The NU hazing scandal: How far up and down the ladder should it go?
& the cereal championship round
July 13, 2023, Issue No. 96
This week
News and Views — on Brandon Johnson’s blueprint for the future and more
Land of Linkin’ — Where I tell readers where to go
Squaring up the News — Where Charlie Meyerson tells readers where to go
Word Court — is “guys” a gendered term?
Mary Schmich — draws a bird
Re:Tweets — Featuring the winner of the visual tweets poll and this week’s finalists
Tune of the Week — “Dream Operator” by the Talking Heads
If Fitzgerald has to go, so does most of his staff
Numerous media reports this week about the firing of head Northwestern University football coach Pat Fitzgerald said that the school plans to retain every other member of its football coaching staff and to appoint journeyman defensive coordinator David Braun as interim head coach.
Braun was hired away from North Dakota State University in January and so likely was unaware of the alleged hazing rituals at Northwestern that prompted Fitzgerald’s ouster.
Fitzgerald, who had coached the Wildcats for 17 years, has said he was also unaware of the alleged hazing, and an internal investigation found no proof that he was aware of it. But he had to go because of the accountability theory — he should have known and should have put a stop to it.

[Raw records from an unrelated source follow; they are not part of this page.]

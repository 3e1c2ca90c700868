//! Refresh token storage.
//!
//! Exactly one refresh token is live per subject. Sign-in overwrites it,
//! reissue rotates it with a conditional update, logout deletes it.

use sqlx::sqlite::SqlitePool;

/// The refresh token currently bound to a subject.
#[derive(Debug, Clone, PartialEq, Eq)]
pub struct RefreshTokenRecord {
    pub subject: String,
    pub value: String,
    /// Unix timestamp, used only for cleanup
    pub expires_at: u64,
}

/// SQLite integers are signed; timestamps past `i64::MAX` are stored as `i64::MAX`.
fn to_sql_timestamp(ts: u64) -> i64 {
    i64::try_from(ts).unwrap_or(i64::MAX)
}

/// Store for managing refresh tokens.
#[derive(Clone)]
pub struct RefreshTokenStore {
    pool: SqlitePool,
}

impl RefreshTokenStore {
    pub fn new(pool: SqlitePool) -> Self {
        Self { pool }
    }

    /// Get the refresh token bound to a subject.
    pub async fn get(&self, subject: &str) -> Result<Option<RefreshTokenRecord>, sqlx::Error> {
        let row: Option<(String, String, i64)> = sqlx::query_as(
            "SELECT subject, value, expires_at FROM refresh_tokens WHERE subject = ?",
        )
        .bind(subject)
        .fetch_optional(&self.pool)
        .await?;

        Ok(row.map(|(subject, value, expires_at)| RefreshTokenRecord {
            subject,
            value,
            expires_at: u64::try_from(expires_at).unwrap_or(0),
        }))
    }

    /// Insert or replace the refresh token for a subject.
    pub async fn put(&self, record: &RefreshTokenRecord) -> Result<(), sqlx::Error> {
        sqlx::query(
            "INSERT INTO refresh_tokens (subject, value, expires_at) VALUES (?, ?, ?)
             ON CONFLICT(subject) DO UPDATE SET
                value = excluded.value,
                expires_at = excluded.expires_at,
                updated_at = datetime('now')",
        )
        .bind(&record.subject)
        .bind(&record.value)
        .bind(to_sql_timestamp(record.expires_at))
        .execute(&self.pool)
        .await?;
        Ok(())
    }

    /// Replace `expected` with `new_value` for `subject` in a single statement.
    ///
    /// Returns false if the stored value is no longer `expected` (or the
    /// record is gone), in which case nothing is written.
    pub async fn compare_and_rotate(
        &self,
        subject: &str,
        expected: &str,
        new_value: &str,
        new_expires_at: u64,
    ) -> Result<bool, sqlx::Error> {
        let result = sqlx::query(
            "UPDATE refresh_tokens SET value = ?, expires_at = ?, updated_at = datetime('now')
             WHERE subject = ? AND value = ?",
        )
        .bind(new_value)
        .bind(to_sql_timestamp(new_expires_at))
        .bind(subject)
        .bind(expected)
        .execute(&self.pool)
        .await?;
        Ok(result.rows_affected() == 1)
    }

    /// Delete the refresh token for a subject (logout).
    pub async fn delete(&self, subject: &str) -> Result<bool, sqlx::Error> {
        let result = sqlx::query("DELETE FROM refresh_tokens WHERE subject = ?")
            .bind(subject)
            .execute(&self.pool)
            .await?;
        Ok(result.rows_affected() > 0)
    }

    /// Delete all records whose expiry is at or before `now`.
    pub async fn delete_expired(&self, now: u64) -> Result<u64, sqlx::Error> {
        let result = sqlx::query("DELETE FROM refresh_tokens WHERE expires_at <= ?")
            .bind(to_sql_timestamp(now))
            .execute(&self.pool)
            .await?;
        Ok(result.rows_affected())
    }
}
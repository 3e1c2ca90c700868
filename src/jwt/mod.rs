//! JWT token generation and validation.
//!
//! Dual-token system:
//! - Access tokens: stateless, carry subject and authorities (24h default)
//! - Refresh tokens: carry only an expiry, bound to a subject through the
//!   refresh token store (7 days default)

mod codec;
mod error;
mod issuer;
mod validator;

use std::sync::Arc;

pub use codec::{ALGORITHM, Claims, ClaimsCodec, Decoded, MIN_KEY_LENGTH, SigningKey};
pub use error::{KeyTooShort, TokenError};
pub use issuer::{
    ACCESS_TOKEN_DURATION, MAX_TOKEN_LIFETIME, REFRESH_TOKEN_DURATION, TokenIssuer,
    TokenLifetimes, TokenPair,
};
pub use validator::TokenValidator;

/// Issuer and validator sharing one codec, built once at startup.
#[derive(Clone)]
pub struct JwtConfig {
    issuer: TokenIssuer,
    validator: TokenValidator,
}

impl JwtConfig {
    pub fn new(key: &SigningKey, lifetimes: TokenLifetimes) -> Self {
        let codec = Arc::new(ClaimsCodec::new(key));
        Self {
            issuer: TokenIssuer::new(codec.clone(), lifetimes),
            validator: TokenValidator::new(codec),
        }
    }

    pub fn issuer(&self) -> &TokenIssuer {
        &self.issuer
    }

    pub fn validator(&self) -> &TokenValidator {
        &self.validator
    }
}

But based on that theory, his underlings on the coaching staff — position and other specialty coaches who are usually in much closer contact with individual players — also should have known and should have either told Fitzgerald or made sure the hazing stopped. Anyone who knew and said or did nothing to stop it was derelict in his duty and ought to lose his job.

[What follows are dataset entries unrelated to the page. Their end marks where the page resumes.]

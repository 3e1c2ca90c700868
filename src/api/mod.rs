mod auth;
mod error;
mod users;

use axum::Router;
use std::sync::Arc;

use crate::auth::{Argon2Passwords, ReissueProtocol};
use crate::db::Database;
use crate::jwt::JwtConfig;
use crate::rate_limit::RateLimitConfig;

pub use auth::{GRANT_TYPE, TokenResponse};
pub use error::ApiError;

/// Create the API router.
pub fn create_api_router(
    db: Database,
    jwt: Arc<JwtConfig>,
    rate_limit_config: Arc<RateLimitConfig>,
) -> Router {
    let auth_state = auth::AuthState {
        db: db.clone(),
        jwt: jwt.clone(),
        passwords: Argon2Passwords,
        reissue: ReissueProtocol::new(jwt, db.clone()),
    };

    let users_state = users::UsersState { db };

    Router::new()
        .merge(auth::router(auth_state, rate_limit_config))
        .nest("/users", users::router(users_state))
}
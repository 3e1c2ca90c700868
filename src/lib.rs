pub mod api;
pub mod auth;
pub mod cleanup;
pub mod cli;
pub mod db;
pub mod jwt;
pub mod rate_limit;

use api::create_api_router;
use auth::authentication_filter;
use axum::{Router, middleware};
use cli::ClientIpHeader;
use db::Database;
use jwt::{JwtConfig, SigningKey, TokenLifetimes};
use rate_limit::RateLimitConfig;
use std::net::SocketAddr;
use std::num::NonZeroU32;
use std::sync::Arc;
use tokio::net::TcpListener;

pub struct ServerConfig {
    /// Database connection (cloneable, uses connection pool internally)
    pub db: Database,
    /// HS512 key for signing tokens
    pub signing_key: SigningKey,
    /// Access and refresh token lifetimes
    pub lifetimes: TokenLifetimes,
    /// Requests per minute per IP on credential endpoints
    pub sign_in_rate_limit: NonZeroU32,
    /// Trusted proxy header for the client IP, None to use the peer address
    pub ip_header: Option<ClientIpHeader>,
}

/// Create the application router with the given configuration.
pub fn create_app(config: &ServerConfig) -> Router {
    let jwt = Arc::new(JwtConfig::new(&config.signing_key, config.lifetimes));
    let rate_limit_config = Arc::new(RateLimitConfig::new(
        config.sign_in_rate_limit,
        config.ip_header,
    ));

    let api_router = create_api_router(config.db.clone(), jwt.clone(), rate_limit_config)
        .layer(middleware::from_fn_with_state(jwt, authentication_filter));

    Router::new().nest("/api", api_router)
}

/// Run cleanup tasks and spawn background scheduler.
/// Call this before starting the server.
pub async fn init_cleanup(db: &Database) {
    cleanup::run_cleanup(db).await;
    cleanup::spawn_cleanup_scheduler(db.clone());
}

/// Run the server on the given listener. This function blocks until the server exits.
/// Call `init_cleanup` before this to run cleanup on startup.
pub async fn run_server(config: ServerConfig, listener: TcpListener) -> Result<(), std::io::Error> {
    let app = create_app(&config);
    let make_service = app.into_make_service_with_connect_info::<SocketAddr>();
    axum::serve(listener, make_service).await
}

I also have questions about the competency of the athletic director and university president. President Michael Schill first handed down a mild punishment for Fitzgerald — a two-week suspension without pay during the offseason — based on the results of a lengthy outside investigation. But a quick bit of diligent follow-up reporting by the student journalists at The Daily Northwestern revealed specific hazing allegations that caused the whipsawed Schill to increase the punishment from a short suspension to a termination.
WGN-AM 720 host John Williams asked during the Wednesday afternoon recording of this week’s “Mincing Rascals” podcast whether it would have been necessary for Schill to fire Fitzgerald if Schill had initially understood the gravity of the hazing allegations and suspended the coach for a few months or even the entire season.
A good question.
I’ve never met Fitzgerald, but my overall impression over the last 17 years of following local sports news is that he’s not a wicked or incompetent man. Old school rah-rah, to be sure, but not malign or cruel. He evidently didn’t make it clear or clear enough to his players that even jocular abuse of teammates is no longer acceptable;,that it can be traumatic and doesn’t build team spirit as once was widely thought.
A lengthy punishment accompanied by full disclosure right out of the gate last week might have been sufficient.
I’d like to think that football coaches throughout America are now administering or doubling down on anti-hazing admonitions if for no other reason than their careers depend on putting a stop to it. But since this is hardly the first major hazing scandal and so many people still think that dry-humping and other forms of ritual abuse are just high jinks and shenanigans, my guess is that football coaches throughout America are now nervously hoping that disaffected players they have coached aren’t even now preparing to blow the whistle on them.
It would be spectacularly naive to imagine this problem is unique to Northwestern, in other words.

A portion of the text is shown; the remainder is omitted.